Claude ne sait pas ce qui a motivé Rome et lit dans les journaux que la raison découle des divergences de vues de l’archevêque de Montréal avec l’épiscopat québécois sur plusieurs affaires de discipline et d’enseignement. Monseigneur Charbonneau appuie la thèse du père Georges-Henri Lévesque pour la non-confessionnalité dans les œuvres alors que les évêques toujours prudents sont contre. Aux infirmières qui veulent s’organiser en une association professionnelle et ont besoin d’une loi pour ce faire, il propose qu’elle ait un caractère non religieux alors que les évêques veulent deux associations, une catholique et l’autre protestante. Il fait l’apologie du CCF, le parti socialiste, alors que les évêques toujours conservateurs croient que l’Église possède une doctrine sociale capable de guérir tous les maux. Devant le manque de Canadiens français dans le monde des affaires, il veut introduire le bilinguisme dans tout l’enseignement de son diocèse et les évêques craignent de graves répercussions d’une telle réorientation du système d’enseignement. Il prononce de grands discours favorables au nationalisme économique. Il nomme à l’archevêché le premier évêque auxiliaire de langue anglaise. Il approuve publiquement les projets de lois d’Ottawa pour les pensions de vieillesse et les allocations familiales, parce qu’«il y a des misères à soulager, peu m’importe d’où l’argent viendra», alors que les évêques voient là un empiètement du fédéral dans le domaine social. Les actions de Monseigneur Charbonneau le rendent très populaire auprès de ses commettants. Comme dit le chanoine et historien Lionel Groulx: «il y a de ces hommes qu’on dirait marqués pour un mauvais destin».
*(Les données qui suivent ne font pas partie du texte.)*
impl EntityService {
    /// An empty store for every entity set in `edm`. `service_root` is the
    /// absolute root used for `Location` headers.
    pub fn new(edm: Arc<EdmModel>, service_root: &str) -> ODataResult<Self> {
        let root = ServiceRoot::parse(service_root).map_err(|err| ODataError::internal(err.to_string()))?;
        let sets = DashMap::new();
        for set in edm.entity_sets() {
            let entity_type = edm
                .entity_type(&set.entity_type)
                .cloned()
                .ok_or_else(|| ODataError::internal(format!("Entity set {} has unknown type {}", set.name, set.entity_type)))?;
            let key = entity_type
                .keys
                .first()
                .and_then(|name| entity_type.get(name))
                .cloned()
                .ok_or_else(|| ODataError::internal(format!("Entity type {} declares no key", entity_type.name)))?;
            sets.insert(
                set.name.clone(),
                EntitySetStore {
                    entity_type,
                    key,
                    rows: IndexMap::new(),
                },
            );
        }
        Ok(EntityService {
            edm,
            root,
            sets,
            functions: DashMap::new(),
            version: AtomicU64::new(1),
            require_if_match: false,
        })
    }

    pub fn with_function<F>(self, name: &str, function: F) -> Self
    where
        F: Fn(&Entity, &[(String, TypedOperand)]) -> ODataResult<PropertyValue> + Send + Sync + 'static,
    {
        self.functions.insert(self.edm.qualify(name), Arc::new(function));
        self
    }

    /// Reject unconditional updates and deletes of entities with an ETag.
    pub fn require_if_match(mut self, required: bool) -> Self {
        self.require_if_match = required;
        self
    }

    pub fn edm(&self) -> &EdmModel {
        &self.edm
    }

    fn next_etag(&self) -> String {
        format!("W/\"{}\"", self.version.fetch_add(1, Ordering::Relaxed))
    }

    /// Store an entity directly, assigning a key and ETag when missing.
    pub fn insert(&self, set: &str, mut entity: Entity) -> ODataResult<Entity> {
        let mut store = self
            .sets
            .get_mut(set)
            .ok_or_else(|| ODataError::not_found(format!("No entity set '{}'", set)))?;
        entity.type_name = store.entity_type.name.clone();
        let key = match store.key_of_entity(&entity) {
            Some(key) => key,
            None => {
                let value = store.next_integer_key()?;
                let key = to_uri_literal(&value);
                entity.set(store.key.name.clone(), value);
                key
            }
        };
        if store.rows.contains_key(&key) {
            return Err(ODataError::conflict(format!("{}({}) already exists", set, key)));
        }
        entity.etag = Some(self.next_etag());
        store.rows.insert(key, entity.clone());
        Ok(entity)
    }

    pub fn entities(&self, set: &str) -> ODataResult<Vec<Entity>> {
        let store = self.store(set)?;
        Ok(store.rows.values().cloned().collect())
    }

    fn store(&self, set: &str) -> ODataResult<dashmap::mapref::one::Ref<'_, String, EntitySetStore>> {
        self.sets
            .get(set)
            .ok_or_else(|| ODataError::not_found(format!("No entity set '{}'", set)))
    }

    fn lookup(&self, set: &str, predicate: &str) -> ODataResult<(String, Entity)> {
        let store = self.store(set)?;
        let key = store.key_of(predicate)?;
        let entity = store
            .rows
            .get(&key)
            .cloned()
            .ok_or_else(|| ODataError::not_found(format!("No entity {}({})", set, key)))?;
        Ok((key, entity))
    }

    fn entity_location(&self, set: &str, key: &str) -> String {
        self.root.absolute(&format!("/{}({})", set, key))
    }

    /// Serve one request; failures become OData error responses.
    pub fn respond(&self, request: &ODataRequest) -> ODataResponse {
        let response = match self.dispatch(request) {
            Ok(response) => response,
            Err(err) => {
                if err.status_code() >= 500 {
                    warn!(method = %request.method, path = %request.path, error = %err, "request failed");
                } else {
                    debug!(method = %request.method, path = %request.path, error = %err, "request rejected");
                }
                ODataResponse::from_error(&err)
            }
        };
        response.with_header(ODATA_VERSION.clone(), HeaderValue::from_static("4.0"))
    }

    fn dispatch(&self, request: &ODataRequest) -> ODataResult<ODataResponse> {
        let path = ResourcePath::parse(&request.path)?;
        let Some(set) = path.entity_set.as_deref() else {
            return match request.method {
                Method::GET => Ok(self.service_document()),
                _ => Err(ODataError::not_implemented("Only GET is supported on the service document")),
            };
        };

        match (&request.method, path.key.as_deref(), path.segments.as_slice()) {
            (&Method::GET, None, []) => self.read_collection(set, request.query.as_deref()),
            (&Method::GET, None, [Segment::Count]) => self.count_collection(set, request.query.as_deref()),
            (&Method::POST, None, []) => self.create(set, request),
            (&Method::GET, Some(key), []) => self.read_entity(set, key, request),
            (&Method::GET, Some(key), [Segment::Property(name)]) => self.read_property(set, key, name, false),
            (&Method::GET, Some(key), [Segment::Property(name), Segment::Value]) => {
                self.read_property(set, key, name, true)
            }
            (&Method::GET, Some(key), [Segment::Function { name, arguments }]) => {
                self.invoke_function(set, key, name, arguments)
            }
            (&Method::PATCH, Some(key), []) => self.update(set, key, request, true),
            (&Method::PUT, Some(key), []) => self.update(set, key, request, false),
            (&Method::DELETE, Some(key), []) => self.delete(set, key, request),
            (method, _, _) => Err(ODataError::not_implemented(format!(
                "{} {} is not supported",
                method, request.path
            ))),
        }
    }

    fn service_document(&self) -> ODataResponse {
        let sets: Vec<Value> = self
            .edm
            .entity_sets()
            .map(|set| json!({"name": set.name, "kind": "EntitySet", "url": set.name}))
            .collect();
        ODataResponse::json(
            StatusCode::OK,
            &json!({"@odata.context": self.root.absolute("/$metadata"), "value": sets}),
        )
    }

    fn query(&self, set: &str, query: Option<&str>) -> ODataResult<odata_core::QueryResult> {
        let info = match query {
            Some(query) => UriInfo::from_query(query)?,
            None => UriInfo::default(),
        };
        // Rows are cloned out so no map guard is held while filters call
        // bound functions.
        let entities = self.entities(set)?;
        apply_query_options(entities, &info, &self.edm, Some(self))
    }

    fn read_collection(&self, set: &str, query: Option<&str>) -> ODataResult<ODataResponse> {
        let result = self.query(set, query)?;
        let mut body = json!({"@odata.context": self.root.absolute(&format!("/$metadata#{}", set))});
        if let Some(count) = result.count {
            body["@odata.count"] = json!(count);
        }
        body["value"] = Value::Array(result.entities.iter().map(|e| entity_to_json(e, &self.edm)).collect());
        Ok(ODataResponse::json(StatusCode::OK, &body))
    }

    fn count_collection(&self, set: &str, query: Option<&str>) -> ODataResult<ODataResponse> {
        let result = self.query(set, query)?;
        Ok(ODataResponse::new(StatusCode::OK)
            .with_header(CONTENT_TYPE, HeaderValue::from_static("text/plain"))
            .with_body(result.entities.len().to_string()))
    }

    fn read_entity(&self, set: &str, predicate: &str, request: &ODataRequest) -> ODataResult<ODataResponse> {
        let (_, entity) = self.lookup(set, predicate)?;
        let (if_match, if_none_match) = preconditions(request);
        if check_read_preconditions(entity.etag.as_deref(), &if_match, &if_none_match)? {
            return Ok(with_etag(ODataResponse::new(StatusCode::NOT_MODIFIED), entity.etag.as_deref()));
        }
        let mut body = entity_to_json(&entity, &self.edm);
        body["@odata.context"] = json!(self.root.absolute(&format!("/$metadata#{}/$entity", set)));
        Ok(with_etag(ODataResponse::json(StatusCode::OK, &body), entity.etag.as_deref()))
    }

    fn read_property(&self, set: &str, predicate: &str, name: &str, raw: bool) -> ODataResult<ODataResponse> {
        let (key, entity) = self.lookup(set, predicate)?;
        let store = self.store(set)?;
        let declared = store
            .entity_type
            .get(name)
            .cloned()
            .ok_or_else(|| ODataError::not_found(format!("{} has no property '{}'", store.entity_type.name, name)))?;
        drop(store);

        let value = entity.property(name).cloned().unwrap_or_else(PropertyValue::null);
        if value.is_null() {
            return Ok(ODataResponse::new(StatusCode::NO_CONTENT));
        }
        if raw {
            let PropertyValue::Primitive(primitive) = &value else {
                return Err(ODataError::bad_request(format!("$value is only available on primitive properties, not '{}'", name)));
            };
            return Ok(ODataResponse::new(StatusCode::OK)
                .with_header(CONTENT_TYPE, HeaderValue::from_static("text/plain"))
                .with_body(format_value(primitive, &declared.facets)));
        }
        let body = json!({
            "@odata.context": self.root.absolute(&format!("/$metadata#{}({})/{}", set, key, name)),
            "value": property_to_json(&value, Some(&*declared), &self.edm),
        });
        Ok(ODataResponse::json(StatusCode::OK, &body))
    }

    fn invoke_function(
        &self,
        set: &str,
        predicate: &str,
        name: &str,
        arguments: &[(String, String)],
    ) -> ODataResult<ODataResponse> {
        let (_, entity) = self.lookup(set, predicate)?;
        let function = self
            .edm
            .function(name)
            .cloned()
            .ok_or_else(|| ODataError::not_found(format!("No function '{}'", name)))?;
        if self.edm.qualify(&entity.type_name) != function.binding_type {
            return Err(ODataError::bad_request(format!(
                "Function {} is not bound to {}",
                function.name, entity.type_name
            )));
        }

        let mut parameters = Vec::with_capacity(arguments.len());
        for (parameter, literal) in arguments {
            let declared = function
                .parameters
                .iter()
                .find(|p| p.name == *parameter)
                .ok_or_else(|| ODataError::bad_request(format!("Unknown parameter '{}' of {}", parameter, function.name)))?;
            let kind = declared.ty.as_primitive().ok_or_else(|| {
                ODataError::not_implemented(format!("Parameter '{}' has a non-primitive type", parameter))
            })?;
            let value = from_uri_literal(literal, kind).map_err(|err| ODataError::bad_request(err.to_string()))?;
            let operand = if value.is_null() {
                TypedOperand::null_of(kind)
            } else {
                TypedOperand::from_value(value)
            };
            parameters.push((parameter.clone(), operand));
        }

        let result = self.call_function(&function, &entity, &parameters)?;
        let mut declared = EdmProperty::new("value", function.return_type.clone());
        declared.collection = function.returns_collection;
        Ok(ODataResponse::json(
            StatusCode::OK,
            &json!({"value": property_to_json(&result, Some(&declared), &self.edm)}),
        ))
    }

    fn create(&self, set: &str, request: &ODataRequest) -> ODataResult<ODataResponse> {
        let entity_type = self.store(set)?.entity_type.clone();
        let entity = entity_from_json(&request.body_json()?, &entity_type, &self.edm)?;
        let created = self.insert(set, entity)?;
        let key = self
            .store(set)?
            .key_of_entity(&created)
            .ok_or_else(|| ODataError::internal("Created entity has no key"))?;
        let location = self.entity_location(set, &key);
        debug!(set, %key, "entity created");

        let mut body = entity_to_json(&created, &self.edm);
        body["@odata.context"] = json!(self.root.absolute(&format!("/$metadata#{}/$entity", set)));
        let location = header_value(&location)?;
        Ok(with_etag(
            ODataResponse::json(StatusCode::CREATED, &body)
                .with_header(LOCATION, location.clone())
                .with_header(ODATA_ENTITY_ID.clone(), location),
            created.etag.as_deref(),
        ))
    }

    fn check_change(&self, etag: Option<&str>, request: &ODataRequest) -> ODataResult<()> {
        let (if_match, if_none_match) = preconditions(request);
        if self.require_if_match {
            check_precondition_required(etag, &if_match, &if_none_match)?;
        }
        check_change_preconditions(etag, &if_match, &if_none_match)?;
        Ok(())
    }

    fn update(&self, set: &str, predicate: &str, request: &ODataRequest, merge: bool) -> ODataResult<ODataResponse> {
        let entity_type = self.store(set)?.entity_type.clone();
        let changes = entity_from_json(&request.body_json()?, &entity_type, &self.edm)?;

        let mut store = self
            .sets
            .get_mut(set)
            .ok_or_else(|| ODataError::not_found(format!("No entity set '{}'", set)))?;
        let key = store.key_of(predicate)?;
        if store.key_of_entity(&changes).is_some_and(|changed| changed != key) {
            return Err(ODataError::bad_request("Key properties cannot be changed"));
        }
        let key_name = store.key.name.clone();
        let existing = store
            .rows
            .get_mut(&key)
            .ok_or_else(|| ODataError::not_found(format!("No entity {}({})", set, key)))?;
        self.check_change(existing.etag.as_deref(), request)?;
        let etag = self.next_etag();

        if merge {
            for property in changes.properties {
                existing.set(property.name, property.value);
            }
        } else {
            let key_value = existing.property(&key_name).cloned().unwrap_or_else(PropertyValue::null);
            existing.properties = changes.properties;
            existing.set(key_name, key_value);
        }
        existing.etag = Some(etag);
        debug!(set, %key, merge, "entity updated");
        Ok(with_etag(ODataResponse::new(StatusCode::NO_CONTENT), existing.etag.as_deref()))
    }

    fn delete(&self, set: &str, predicate: &str, request: &ODataRequest) -> ODataResult<ODataResponse> {
        let mut store = self
            .sets
            .get_mut(set)
            .ok_or_else(|| ODataError::not_found(format!("No entity set '{}'", set)))?;
        let key = store.key_of(predicate)?;
        let etag = store
            .rows
            .get(&key)
            .ok_or_else(|| ODataError::not_found(format!("No entity {}({})", set, key)))?
            .etag
            .clone();
        self.check_change(etag.as_deref(), request)?;
        store.rows.shift_remove(&key);
        debug!(set, %key, "entity deleted");
        Ok(ODataResponse::new(StatusCode::NO_CONTENT))
    }
}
Les évêques lui reprochent des choses encore plus graves, comme son attitude à leurs assemblées où il a des excès de langage et fait des colères qui injurient grossièrement ses collègues évêques. Il n’a pas d’amis. Certains croient qu’il souffre d’un déséquilibre psychologique. Le délégué apostolique s’en arrache les cheveux et a des remords de l’avoir recommandé comme archevêque. Les pressions exercées par les évêques sur Rome auprès du concile qui n’aime pas les querelles entre catholiques (surtout sur la place publique) et l’utilisation du mot «conspiration» dans son sermon à l’église Notre Dame, en ont eu raison. L’Église a trop d’intérêts au Québec dans le domaine hospitalier et éducationnel, entre autres, pour froisser les dirigeants politiques et ça les évêques le savent bien. Duplessis n’est pas intervenu et n’avait pas à intervenir. Le sort de Monseigneur Charbonneau était déjà décidé. Le 30 janvier 1950, l’archevêque annonce sa démission à ses proches et quitte Montréal le jour même, à la surprise de tous. Il prend l’avion vers Victoria à l’autre bout du Canada, en Colombie-Britannique. Les fidèles catholiques du diocèse Montréal sont estomaqués et expriment leur indignation car ils aiment bien leur archevêque et ses idées. Ils ne savent rien des difficiles relations qu’il a avec les autres évêques. Leur estime collective pour l’autorité religieuse est ébranlée.

Son remplaçant, nommé par le Pape, est Monseigneur Paul-Émile Léger.

Monseigneur Charbonneau arrive à destination, brisé et détruit. Il se dépouille de tous ses insignes d’archevêque et remplira dorénavant les tâches d’un humble prêtre. Il donnera jusqu’à sa mort, neuf ans plus tard, un exemple de soumission remarquable. Il finira sa vie en beauté. Contrairement à son désir d’être inhumé simplement dans le cimetière de sa paroisse natale, l’archevêque Monseigneur Léger, devenu cardinal, exprime le désir de le voir reposer dans la crypte des évêques de Montréal à la cathédrale Marie-Reine-du-Monde. Ses funérailles sont télévisées. Elles sont célébrées par le délégué apostolique au Canada devant une foule considérable composée, entre autres, de nombreux évêques, de prêtres, de représentants de tous les gouvernements. Son corps sera porté dans la chapelle où reposent ses confrères archevêques. Il sera réhabilité.

En dépit de ses sautes d’humeur, son caractère particulier, ses réactions choquantes, Claude réalisera plus tard que les positions de Monseigneur Joseph Charbonneau furent souvent d’avant-garde par rapport à celles de l’épiscopat québécois et conclura que malheureusement il voulait aller trop vite, ne faisant pas assez de cas de l’opinion de ses collègues et ne cherchant surtout pas à les persuader de ses points de vue.